Among these records, which lines include "ConfigPluginRegistry"? Copy them out.

[Collected data]
******
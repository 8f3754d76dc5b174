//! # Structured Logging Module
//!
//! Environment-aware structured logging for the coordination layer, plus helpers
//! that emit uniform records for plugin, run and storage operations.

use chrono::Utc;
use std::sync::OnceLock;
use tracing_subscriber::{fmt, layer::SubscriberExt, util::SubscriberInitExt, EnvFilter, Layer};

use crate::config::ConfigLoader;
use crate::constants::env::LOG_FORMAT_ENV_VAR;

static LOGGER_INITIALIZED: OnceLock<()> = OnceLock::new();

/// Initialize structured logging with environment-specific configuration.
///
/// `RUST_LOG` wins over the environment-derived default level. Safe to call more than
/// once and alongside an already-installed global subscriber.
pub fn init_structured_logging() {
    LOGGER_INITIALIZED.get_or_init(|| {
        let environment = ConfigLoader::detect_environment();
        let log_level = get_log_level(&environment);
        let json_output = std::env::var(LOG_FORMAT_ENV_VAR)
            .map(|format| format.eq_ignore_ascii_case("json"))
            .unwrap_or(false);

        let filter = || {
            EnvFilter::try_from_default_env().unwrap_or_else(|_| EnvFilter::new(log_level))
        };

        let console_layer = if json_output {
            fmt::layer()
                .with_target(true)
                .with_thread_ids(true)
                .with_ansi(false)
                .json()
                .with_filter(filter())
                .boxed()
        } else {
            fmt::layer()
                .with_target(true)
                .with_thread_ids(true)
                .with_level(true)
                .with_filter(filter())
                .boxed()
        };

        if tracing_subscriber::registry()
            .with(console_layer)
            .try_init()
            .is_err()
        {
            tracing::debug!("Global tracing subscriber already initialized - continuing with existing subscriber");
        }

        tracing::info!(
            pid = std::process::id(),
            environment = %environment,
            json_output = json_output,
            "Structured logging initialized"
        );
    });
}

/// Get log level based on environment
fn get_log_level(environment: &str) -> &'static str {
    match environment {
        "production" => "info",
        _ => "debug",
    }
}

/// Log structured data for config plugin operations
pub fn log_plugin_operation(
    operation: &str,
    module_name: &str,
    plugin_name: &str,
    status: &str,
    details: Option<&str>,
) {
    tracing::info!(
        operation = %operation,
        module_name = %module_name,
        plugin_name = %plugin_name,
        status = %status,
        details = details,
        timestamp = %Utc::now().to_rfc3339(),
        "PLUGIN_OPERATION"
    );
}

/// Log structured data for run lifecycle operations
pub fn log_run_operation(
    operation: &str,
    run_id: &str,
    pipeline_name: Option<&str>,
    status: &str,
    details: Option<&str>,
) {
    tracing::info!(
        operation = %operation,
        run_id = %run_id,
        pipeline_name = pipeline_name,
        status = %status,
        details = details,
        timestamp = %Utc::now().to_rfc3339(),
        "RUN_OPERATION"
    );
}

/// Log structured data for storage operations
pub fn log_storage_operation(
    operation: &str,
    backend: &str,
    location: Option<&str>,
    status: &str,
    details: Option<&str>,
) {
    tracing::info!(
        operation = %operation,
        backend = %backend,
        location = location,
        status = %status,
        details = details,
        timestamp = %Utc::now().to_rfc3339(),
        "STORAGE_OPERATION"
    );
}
******
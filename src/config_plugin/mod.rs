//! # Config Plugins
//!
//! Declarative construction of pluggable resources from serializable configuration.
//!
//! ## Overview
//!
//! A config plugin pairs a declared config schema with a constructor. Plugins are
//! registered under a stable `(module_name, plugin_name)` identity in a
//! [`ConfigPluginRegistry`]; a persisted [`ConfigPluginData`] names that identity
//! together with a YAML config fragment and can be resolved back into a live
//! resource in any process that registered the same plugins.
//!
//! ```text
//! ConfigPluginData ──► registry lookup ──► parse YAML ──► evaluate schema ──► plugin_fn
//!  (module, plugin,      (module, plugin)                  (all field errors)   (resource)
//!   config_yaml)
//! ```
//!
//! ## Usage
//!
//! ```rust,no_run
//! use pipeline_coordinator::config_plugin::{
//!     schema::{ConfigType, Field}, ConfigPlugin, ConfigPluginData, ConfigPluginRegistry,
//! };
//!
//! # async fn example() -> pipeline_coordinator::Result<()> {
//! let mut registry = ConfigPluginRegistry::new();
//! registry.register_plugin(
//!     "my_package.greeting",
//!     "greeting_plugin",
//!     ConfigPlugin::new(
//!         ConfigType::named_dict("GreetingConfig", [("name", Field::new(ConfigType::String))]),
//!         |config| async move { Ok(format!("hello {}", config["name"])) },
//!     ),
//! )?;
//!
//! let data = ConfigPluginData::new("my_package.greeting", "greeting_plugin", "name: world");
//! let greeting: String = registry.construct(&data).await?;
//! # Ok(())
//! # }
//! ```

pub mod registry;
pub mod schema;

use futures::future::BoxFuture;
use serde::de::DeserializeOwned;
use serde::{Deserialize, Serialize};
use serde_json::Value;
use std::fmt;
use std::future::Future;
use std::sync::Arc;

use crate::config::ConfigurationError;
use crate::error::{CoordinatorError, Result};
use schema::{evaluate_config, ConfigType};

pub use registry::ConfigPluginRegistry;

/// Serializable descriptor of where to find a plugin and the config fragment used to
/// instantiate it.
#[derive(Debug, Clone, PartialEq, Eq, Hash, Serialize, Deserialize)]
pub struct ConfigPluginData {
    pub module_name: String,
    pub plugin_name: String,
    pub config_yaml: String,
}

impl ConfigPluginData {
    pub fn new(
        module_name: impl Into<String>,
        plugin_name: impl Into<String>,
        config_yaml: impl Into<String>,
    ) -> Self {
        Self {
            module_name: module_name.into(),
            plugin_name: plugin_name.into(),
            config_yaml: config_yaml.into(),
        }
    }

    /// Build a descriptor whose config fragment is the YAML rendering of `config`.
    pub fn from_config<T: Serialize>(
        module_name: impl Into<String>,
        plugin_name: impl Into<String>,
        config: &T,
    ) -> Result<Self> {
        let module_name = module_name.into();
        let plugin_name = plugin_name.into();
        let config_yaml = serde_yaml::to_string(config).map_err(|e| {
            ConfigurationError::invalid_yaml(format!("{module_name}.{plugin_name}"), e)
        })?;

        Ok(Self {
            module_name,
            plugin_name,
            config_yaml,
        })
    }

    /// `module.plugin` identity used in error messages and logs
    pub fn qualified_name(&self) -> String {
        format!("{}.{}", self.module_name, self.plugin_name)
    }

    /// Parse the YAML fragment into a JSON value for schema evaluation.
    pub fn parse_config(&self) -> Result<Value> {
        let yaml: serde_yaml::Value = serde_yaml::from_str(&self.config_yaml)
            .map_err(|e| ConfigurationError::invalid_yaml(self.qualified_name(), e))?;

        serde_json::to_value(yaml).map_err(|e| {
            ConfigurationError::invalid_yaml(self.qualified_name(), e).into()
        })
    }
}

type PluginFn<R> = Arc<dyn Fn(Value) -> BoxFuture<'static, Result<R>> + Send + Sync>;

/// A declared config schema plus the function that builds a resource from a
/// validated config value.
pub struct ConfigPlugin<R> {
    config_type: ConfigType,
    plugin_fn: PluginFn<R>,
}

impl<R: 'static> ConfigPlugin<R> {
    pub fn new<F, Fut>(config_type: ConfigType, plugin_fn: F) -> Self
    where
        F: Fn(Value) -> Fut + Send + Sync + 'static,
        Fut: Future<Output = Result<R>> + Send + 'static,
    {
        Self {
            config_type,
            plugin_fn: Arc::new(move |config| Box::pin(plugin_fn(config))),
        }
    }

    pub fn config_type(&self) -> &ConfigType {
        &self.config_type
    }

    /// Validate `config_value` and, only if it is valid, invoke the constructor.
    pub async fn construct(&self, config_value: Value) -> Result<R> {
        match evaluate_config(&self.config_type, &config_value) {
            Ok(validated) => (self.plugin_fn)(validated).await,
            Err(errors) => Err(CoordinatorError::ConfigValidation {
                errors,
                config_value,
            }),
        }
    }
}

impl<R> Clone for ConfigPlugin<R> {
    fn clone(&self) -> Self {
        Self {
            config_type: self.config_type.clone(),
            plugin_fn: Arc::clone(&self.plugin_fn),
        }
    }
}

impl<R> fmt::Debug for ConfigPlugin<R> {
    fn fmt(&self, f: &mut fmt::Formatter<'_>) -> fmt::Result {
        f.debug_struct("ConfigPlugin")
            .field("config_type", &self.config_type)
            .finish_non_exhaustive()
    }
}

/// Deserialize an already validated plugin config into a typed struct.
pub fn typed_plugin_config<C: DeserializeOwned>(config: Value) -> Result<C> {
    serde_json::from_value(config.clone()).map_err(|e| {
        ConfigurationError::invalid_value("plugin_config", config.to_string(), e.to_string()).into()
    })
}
******
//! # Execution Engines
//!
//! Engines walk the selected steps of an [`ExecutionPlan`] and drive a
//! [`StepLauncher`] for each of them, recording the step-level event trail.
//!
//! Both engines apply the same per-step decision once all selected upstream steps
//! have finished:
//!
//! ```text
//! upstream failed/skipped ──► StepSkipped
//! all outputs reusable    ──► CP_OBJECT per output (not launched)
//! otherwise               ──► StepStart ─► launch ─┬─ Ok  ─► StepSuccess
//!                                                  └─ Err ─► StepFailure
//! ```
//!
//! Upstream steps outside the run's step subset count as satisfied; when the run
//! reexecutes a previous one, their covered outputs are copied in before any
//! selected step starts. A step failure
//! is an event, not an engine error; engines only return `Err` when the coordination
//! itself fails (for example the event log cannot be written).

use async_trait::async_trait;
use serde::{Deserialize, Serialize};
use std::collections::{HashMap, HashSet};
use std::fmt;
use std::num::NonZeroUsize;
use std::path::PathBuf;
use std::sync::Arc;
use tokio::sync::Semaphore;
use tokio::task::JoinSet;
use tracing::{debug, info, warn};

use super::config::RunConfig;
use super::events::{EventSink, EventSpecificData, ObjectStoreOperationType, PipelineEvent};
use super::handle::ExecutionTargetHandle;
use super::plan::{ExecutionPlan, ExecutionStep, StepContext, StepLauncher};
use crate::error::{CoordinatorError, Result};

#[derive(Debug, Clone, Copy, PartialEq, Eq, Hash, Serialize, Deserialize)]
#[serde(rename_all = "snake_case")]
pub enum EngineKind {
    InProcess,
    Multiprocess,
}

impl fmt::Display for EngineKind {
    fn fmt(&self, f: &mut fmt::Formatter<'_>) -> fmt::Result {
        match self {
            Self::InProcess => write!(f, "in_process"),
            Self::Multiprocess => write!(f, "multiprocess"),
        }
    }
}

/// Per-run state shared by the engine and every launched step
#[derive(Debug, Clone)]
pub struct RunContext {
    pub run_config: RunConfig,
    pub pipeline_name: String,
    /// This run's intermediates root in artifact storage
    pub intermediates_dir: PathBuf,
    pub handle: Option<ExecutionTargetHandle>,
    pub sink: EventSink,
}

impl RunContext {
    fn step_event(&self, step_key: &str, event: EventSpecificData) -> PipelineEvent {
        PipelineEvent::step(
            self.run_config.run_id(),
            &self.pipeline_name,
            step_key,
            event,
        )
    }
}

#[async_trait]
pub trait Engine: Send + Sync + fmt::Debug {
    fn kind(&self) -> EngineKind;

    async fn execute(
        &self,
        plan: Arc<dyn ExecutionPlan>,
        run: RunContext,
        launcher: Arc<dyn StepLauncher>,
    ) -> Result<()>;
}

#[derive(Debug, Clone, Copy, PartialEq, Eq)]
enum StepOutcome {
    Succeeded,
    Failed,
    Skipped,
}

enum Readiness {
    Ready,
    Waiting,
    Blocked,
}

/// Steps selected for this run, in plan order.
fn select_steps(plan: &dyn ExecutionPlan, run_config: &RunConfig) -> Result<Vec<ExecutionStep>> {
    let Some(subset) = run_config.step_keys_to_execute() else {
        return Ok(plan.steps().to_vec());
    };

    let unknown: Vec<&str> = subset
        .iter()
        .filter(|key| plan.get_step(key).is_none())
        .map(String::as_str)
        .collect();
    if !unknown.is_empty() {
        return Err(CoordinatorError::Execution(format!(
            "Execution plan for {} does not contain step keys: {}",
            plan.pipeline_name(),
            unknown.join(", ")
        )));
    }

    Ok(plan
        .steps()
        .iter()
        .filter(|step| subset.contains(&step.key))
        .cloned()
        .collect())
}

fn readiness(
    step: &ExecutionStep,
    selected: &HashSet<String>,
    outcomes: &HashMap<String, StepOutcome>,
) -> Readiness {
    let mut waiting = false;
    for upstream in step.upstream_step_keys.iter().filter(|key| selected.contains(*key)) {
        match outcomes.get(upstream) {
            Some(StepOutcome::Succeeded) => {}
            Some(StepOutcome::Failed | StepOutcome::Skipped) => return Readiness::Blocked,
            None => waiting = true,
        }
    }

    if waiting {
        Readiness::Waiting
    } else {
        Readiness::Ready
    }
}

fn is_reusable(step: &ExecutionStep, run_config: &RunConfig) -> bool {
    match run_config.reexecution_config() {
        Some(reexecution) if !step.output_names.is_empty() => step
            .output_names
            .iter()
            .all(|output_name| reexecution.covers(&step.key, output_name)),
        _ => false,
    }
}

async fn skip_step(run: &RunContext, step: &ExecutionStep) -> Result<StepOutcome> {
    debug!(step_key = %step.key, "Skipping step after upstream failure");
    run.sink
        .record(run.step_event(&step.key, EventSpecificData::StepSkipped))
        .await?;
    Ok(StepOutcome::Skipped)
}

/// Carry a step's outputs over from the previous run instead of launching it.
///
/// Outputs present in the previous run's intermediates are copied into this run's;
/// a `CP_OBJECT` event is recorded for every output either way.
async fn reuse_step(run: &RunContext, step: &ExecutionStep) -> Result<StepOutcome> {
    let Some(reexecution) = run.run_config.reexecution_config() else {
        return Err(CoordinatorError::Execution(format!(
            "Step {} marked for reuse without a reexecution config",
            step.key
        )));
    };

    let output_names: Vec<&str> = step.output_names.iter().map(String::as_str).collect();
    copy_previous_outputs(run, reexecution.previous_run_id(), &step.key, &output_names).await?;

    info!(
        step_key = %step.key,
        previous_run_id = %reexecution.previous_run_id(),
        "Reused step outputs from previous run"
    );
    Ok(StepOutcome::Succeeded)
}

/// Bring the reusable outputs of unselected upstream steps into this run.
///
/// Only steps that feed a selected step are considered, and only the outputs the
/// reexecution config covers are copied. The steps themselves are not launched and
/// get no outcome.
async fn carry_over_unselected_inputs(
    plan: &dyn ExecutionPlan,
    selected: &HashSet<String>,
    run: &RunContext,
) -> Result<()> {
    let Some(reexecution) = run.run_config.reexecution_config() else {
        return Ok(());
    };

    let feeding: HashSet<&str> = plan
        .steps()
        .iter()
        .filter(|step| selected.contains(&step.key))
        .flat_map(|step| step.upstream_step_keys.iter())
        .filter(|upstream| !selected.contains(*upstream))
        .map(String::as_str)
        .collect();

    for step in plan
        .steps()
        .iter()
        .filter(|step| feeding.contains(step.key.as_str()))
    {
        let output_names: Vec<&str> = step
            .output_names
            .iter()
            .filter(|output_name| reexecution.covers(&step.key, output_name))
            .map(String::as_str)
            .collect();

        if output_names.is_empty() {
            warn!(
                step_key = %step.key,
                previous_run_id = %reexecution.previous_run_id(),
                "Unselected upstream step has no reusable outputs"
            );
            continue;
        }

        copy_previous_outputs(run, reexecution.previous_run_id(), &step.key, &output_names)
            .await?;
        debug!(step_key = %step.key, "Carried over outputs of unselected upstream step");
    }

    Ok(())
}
******
▶ _Response box_
//! [`ConfigPluginRegistry`]; a persisted [`ConfigPluginData`] names that identity
//!     schema::{ConfigType, Field}, ConfigPlugin, ConfigPluginData, ConfigPluginRegistry,
//! let mut registry = ConfigPluginRegistry::new();
pub use registry::ConfigPluginRegistry;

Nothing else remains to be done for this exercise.